Traditional risk factors only allow us to identify some people at risk, and therefore we are missing some of those who need early treatment to prevent a heart attack/stroke and potentially unnecessarily treating others. We therefore need better ways of identifying those who would benefit from treatment. We are trying to improve the prediction process to better identify those who may benefit from treatment.

Our genes contain the instructions for how our body works, and this can be thought of as a book. While each of us have a very similar book of instructions or set of genes, there are some differences between us that can affect the way in which our body works. Sometimes these changes mean some of us are more likely to develop certain types of diseases. These differences between individuals are referred to as genetic variants. For CAD there are thought to be many genetic changes that may be associated with increased risk of having a serious cardiac event. Measurement of the many genetic changes associated with a disease, is called a polygenetic risk score (PRS). We would like to examine participant’s genes to see if the genetic changes that are associated with CAD are also associated with coronary calcium and who are most likely to benefit from medication such as statins.

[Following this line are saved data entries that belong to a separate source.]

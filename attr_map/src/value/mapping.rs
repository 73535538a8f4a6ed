//! The shared backing store behind every wrapper.

use std::cell::RefCell;
use std::fmt;
use std::rc::Rc;

use indexmap::IndexMap;
use serde::ser::Error as _;
use serde::{Deserialize, Deserializer, Serialize, Serializer};

use super::cycle::{self, CopyMemo, EqMemo, RECURSION_MARKER, Visit};
use super::{Key, Value};

/// An insertion-ordered key/value store behind a shared handle.
///
/// Cloning a `Mapping` yields a second handle onto the *same* store, so a
/// write through one handle is visible through every other. This is what
/// lets a wrapper act as a view over the mapping it was given, and what
/// makes nested wrappers write through to their parent. Use
/// [`Mapping::deep_copy`] for an independent duplicate.
///
/// The handle is neither `Send` nor `Sync`. Sharing a mapping across
/// threads requires the caller to copy it out first.
///
/// Iteration methods return snapshots taken at the time of the call, so a
/// loop may freely mutate the mapping it iterates over.
///
/// A mapping may be stored inside itself. Deep copies reproduce the cycle,
/// equality treats a revisited pair as equal, and text output prints
/// `{...}` at the point of re-entry. Serializing such a mapping fails.
/// Reference counting cannot free a cycle: clear one of the mappings in it
/// to release the memory.
#[derive(Clone, Default)]
pub struct Mapping(Rc<RefCell<IndexMap<Key, Value>>>);

impl Mapping {
    /// Create an empty mapping.
    #[must_use]
    pub fn new() -> Self {
        Self::default()
    }

    /// Build a mapping from key/value pairs. Later pairs overwrite earlier
    /// ones with the same key.
    pub fn from_pairs<I, K, V>(pairs: I) -> Self
    where
        I: IntoIterator<Item = (K, V)>,
        K: Into<Key>,
        V: Into<Value>,
    {
        let map = pairs
            .into_iter()
            .map(|(key, value)| (key.into(), value.into()))
            .collect();
        Self(Rc::new(RefCell::new(map)))
    }

    /// Number of entries.
    #[must_use]
    pub fn len(&self) -> usize {
        self.0.borrow().len()
    }

    /// Whether the mapping has no entries.
    #[must_use]
    pub fn is_empty(&self) -> bool {
        self.0.borrow().is_empty()
    }

    /// Whether `key` is present.
    #[must_use]
    pub fn contains_key(&self, key: &Key) -> bool {
        self.0.borrow().contains_key(key)
    }

    /// The value stored at `key`. Nested mappings in the result share
    /// storage with this mapping.
    #[must_use]
    pub fn get(&self, key: &Key) -> Option<Value> {
        self.0.borrow().get(key).cloned()
    }

    /// Store `value` at `key`, returning the previous value.
    pub fn insert(&self, key: impl Into<Key>, value: impl Into<Value>) -> Option<Value> {
        self.0.borrow_mut().insert(key.into(), value.into())
    }

    /// Remove `key`, preserving the order of the remaining entries.
    pub fn remove(&self, key: &Key) -> Option<Value> {
        self.0.borrow_mut().shift_remove(key)
    }

    /// Remove and return the most recently inserted entry.
    pub fn pop_last(&self) -> Option<(Key, Value)> {
        self.0.borrow_mut().pop()
    }

    /// Remove every entry.
    pub fn clear(&self) {
        self.0.borrow_mut().clear();
    }

    /// Snapshot of the keys in insertion order.
    #[must_use]
    pub fn keys(&self) -> Vec<Key> {
        self.0.borrow().keys().cloned().collect()
    }

    /// Snapshot of the values in insertion order.
    #[must_use]
    pub fn values(&self) -> Vec<Value> {
        self.0.borrow().values().cloned().collect()
    }

    /// Snapshot of the entries in insertion order.
    #[must_use]
    pub fn items(&self) -> Vec<(Key, Value)> {
        self.0
            .borrow()
            .iter()
            .map(|(key, value)| (key.clone(), value.clone()))
            .collect()
    }

    /// Whether both handles point at the same store.
    #[must_use]
    pub fn ptr_eq(&self, other: &Self) -> bool {
        Rc::ptr_eq(&self.0, &other.0)
    }

    pub(crate) fn addr(&self) -> *const () {
        Rc::as_ptr(&self.0).cast()
    }

    /// Duplicate the mapping and every mapping nested inside it, so the
    /// result shares no storage with `self` at any depth. A store reached
    /// twice is copied once, so shared and self-containing structures keep
    /// their shape.
    #[must_use]
    pub fn deep_copy(&self) -> Self {
        cycle::copy_mapping(self, &mut CopyMemo::new())
    }
}

impl PartialEq for Mapping {
    fn eq(&self, other: &Self) -> bool {
        cycle::mappings_eq(self, other, &mut EqMemo::new())
    }
}

impl fmt::Debug for Mapping {
    fn fmt(&self, f: &mut fmt::Formatter<'_>) -> fmt::Result {
        let Some(_visit) = Visit::enter(self) else {
            return f.write_str(RECURSION_MARKER);
        };
        f.debug_map().entries(self.items()).finish()
    }
}

impl fmt::Display for Mapping {
    fn fmt(&self, f: &mut fmt::Formatter<'_>) -> fmt::Result {
        let Some(_visit) = Visit::enter(self) else {
            return f.write_str(RECURSION_MARKER);
        };
        f.write_str("{")?;
        for (index, (key, value)) in self.items().iter().enumerate() {
            if index > 0 {
                f.write_str(", ")?;
            }
            write!(f, "{key}: {value}")?;
        }
        f.write_str("}")
    }
}

impl<K, V> FromIterator<(K, V)> for Mapping
where
    K: Into<Key>,
    V: Into<Value>,
{
    fn from_iter<I: IntoIterator<Item = (K, V)>>(iter: I) -> Self {
        Self::from_pairs(iter)
    }
}

// Entries are written as `[key, value]` pairs so non-string keys survive
// formats whose maps only accept string keys.
impl Serialize for Mapping {
    fn serialize<S: Serializer>(&self, serializer: S) -> Result<S::Ok, S::Error> {
        let Some(_visit) = Visit::enter(self) else {
            return Err(S::Error::custom("mapping contains itself"));
        };
        serializer.collect_seq(self.items())
    }
}

impl<'de> Deserialize<'de> for Mapping {
    fn deserialize<D: Deserializer<'de>>(deserializer: D) -> Result<Self, D::Error> {
        Vec::<(Key, Value)>::deserialize(deserializer).map(Self::from_pairs)
    }
}

#[cfg(test)]
mod tests {
    use super::*;

    #[test]
    fn clones_share_storage() {
        let original = Mapping::from_pairs([("foo", "bar")]);
        let alias = original.clone();
        alias.insert("lorem", "ipsum");
        assert!(original.contains_key(&Key::from("lorem")));
        assert!(original.ptr_eq(&alias));
    }

    #[test]
    fn deep_copy_detaches_nested_mappings() {
        let inner = Mapping::from_pairs([("bar", "baz")]);
        let outer = Mapping::from_pairs([("foo", Value::Map(inner.clone()))]);
        let copy = outer.deep_copy();
        let Some(Value::Map(copied_inner)) = copy.get(&Key::from("foo")) else {
            panic!("expected nested mapping");
        };
        copied_inner.insert("lorem", "ipsum");
        assert_eq!(inner.len(), 1);
        assert_ne!(outer, copy);
    }

    #[test]
    fn self_containing_mappings_print_a_marker() {
        let mapping = Mapping::from_pairs([("a", 1)]);
        mapping.insert("me", mapping.clone());
        assert_eq!(mapping.to_string(), "{\"a\": 1, \"me\": {...}}");
        assert_eq!(format!("{mapping:?}"), "{Str(\"a\"): Int(1), Str(\"me\"): Map({...})}");
        assert!(serde_json::to_string(&mapping).is_err());
        mapping.clear();
    }

    #[test]
    fn deep_copy_keeps_shared_stores_shared() {
        let inner = Mapping::from_pairs([("x", 1)]);
        let outer = Mapping::from_pairs([("left", inner.clone()), ("right", inner)]);
        let copy = outer.deep_copy();
        let (Some(Value::Map(left)), Some(Value::Map(right))) =
            (copy.get(&Key::from("left")), copy.get(&Key::from("right")))
        else {
            panic!("expected nested mappings");
        };
        assert!(left.ptr_eq(&right));
    }

    #[test]
    fn remove_preserves_order() {
        let mapping = Mapping::from_pairs([("a", 1), ("b", 2), ("c", 3)]);
        mapping.remove(&Key::from("b"));
        assert_eq!(mapping.keys(), vec![Key::from("a"), Key::from("c")]);
        assert_eq!(mapping.pop_last(), Some((Key::from("c"), Value::Int(3))));
    }

    #[test]
    fn later_pairs_overwrite_earlier_ones() {
        let mapping = Mapping::from_pairs([("alpha", "bravo"), ("alpha", "beta")]);
        assert_eq!(mapping.len(), 1);
        assert_eq!(mapping.get(&Key::from("alpha")), Some(Value::from("beta")));
    }
}
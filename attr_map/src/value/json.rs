//! Conversions between [`Value`] and [`serde_json::Value`].
//!
//! JSON is the interchange shape used by the file loader: every decoder
//! produces a `serde_json::Value`, which is converted here. The conversion
//! towards JSON is lossy: tuples become arrays, byte strings become arrays
//! of numbers and non-string keys are stringified.

use serde_json::{Map, Number, Value as JsonValue};

use super::cycle::{RECURSION_MARKER, Visit};
use super::{Key, Mapping, Value};
use crate::AttrError;

fn from_number(number: &Number) -> Value {
    number.as_i64().map_or_else(
        || number.as_f64().map_or(Value::Null, Value::Float),
        Value::Int,
    )
}

impl From<JsonValue> for Value {
    fn from(value: JsonValue) -> Self {
        match value {
            JsonValue::Null => Self::Null,
            JsonValue::Bool(flag) => Self::Bool(flag),
            JsonValue::Number(number) => from_number(&number),
            JsonValue::String(text) => Self::Str(text),
            JsonValue::Array(items) => Self::List(items.into_iter().map(Self::from).collect()),
            JsonValue::Object(map) => Self::Map(Mapping::from(map)),
        }
    }
}

impl From<Map<String, JsonValue>> for Mapping {
    fn from(map: Map<String, JsonValue>) -> Self {
        map.into_iter()
            .map(|(key, value)| (Key::Str(key), Value::from(value)))
            .collect()
    }
}

impl TryFrom<JsonValue> for Mapping {
    type Error = AttrError;

    fn try_from(value: JsonValue) -> Result<Self, Self::Error> {
        match value {
            JsonValue::Object(map) => Ok(Self::from(map)),
            other => Err(AttrError::NotAMapping {
                found: Value::from(other).type_name(),
            }),
        }
    }
}

impl Value {
    /// Convert into the natural JSON shape.
    #[must_use]
    pub fn to_json(&self) -> JsonValue {
        match self {
            Self::Null => JsonValue::Null,
            Self::Bool(flag) => JsonValue::Bool(*flag),
            Self::Int(number) => JsonValue::from(*number),
            Self::Float(number) => {
                Number::from_f64(*number).map_or(JsonValue::Null, JsonValue::Number)
            }
            Self::Str(text) => JsonValue::String(text.clone()),
            Self::Bytes(bytes) => bytes.iter().copied().map(JsonValue::from).collect(),
            Self::List(items) | Self::Tuple(items) => items.iter().map(Self::to_json).collect(),
            Self::Map(mapping) => mapping.to_json(),
        }
    }
}

impl Mapping {
    /// Convert into a JSON object, stringifying non-string keys. A mapping
    /// nested inside itself becomes the string `"{...}"` where it recurs.
    #[must_use]
    pub fn to_json(&self) -> JsonValue {
        let Some(_visit) = Visit::enter(self) else {
            return JsonValue::String(RECURSION_MARKER.to_owned());
        };
        let map: Map<String, JsonValue> = self
            .items()
            .into_iter()
            .map(|(key, value)| (key.label(), value.to_json()))
            .collect();
        JsonValue::Object(map)
    }
}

To perform the genetic risk score, we would like to collect a blood sample for genetic analysis, as well as ask the participant to have a standard “CAT” scan (CT) to identify if they have coronary calcification (a build up of calcium in the heart’s arteries). If calcification is present, we will also the participant to undertake a CT coronary angiogram (which involves injection of a contrast dye). We are trying to find out if there is a relationship between genetic changes and the presence coronary artery disease identified on CT.

Our main aims for this study are to identify whether:

  • PRS can predict the presence of coronary calcium.
  • Knowledge of the PRS result is better or worse than knowledge of the CT scan result in guiding people to reduce their risk (by changing lifestyle and taking medications).

This research is being conducted at the Baker Heart and Diabetes Institute, together with the Australian Genomic Research Facility.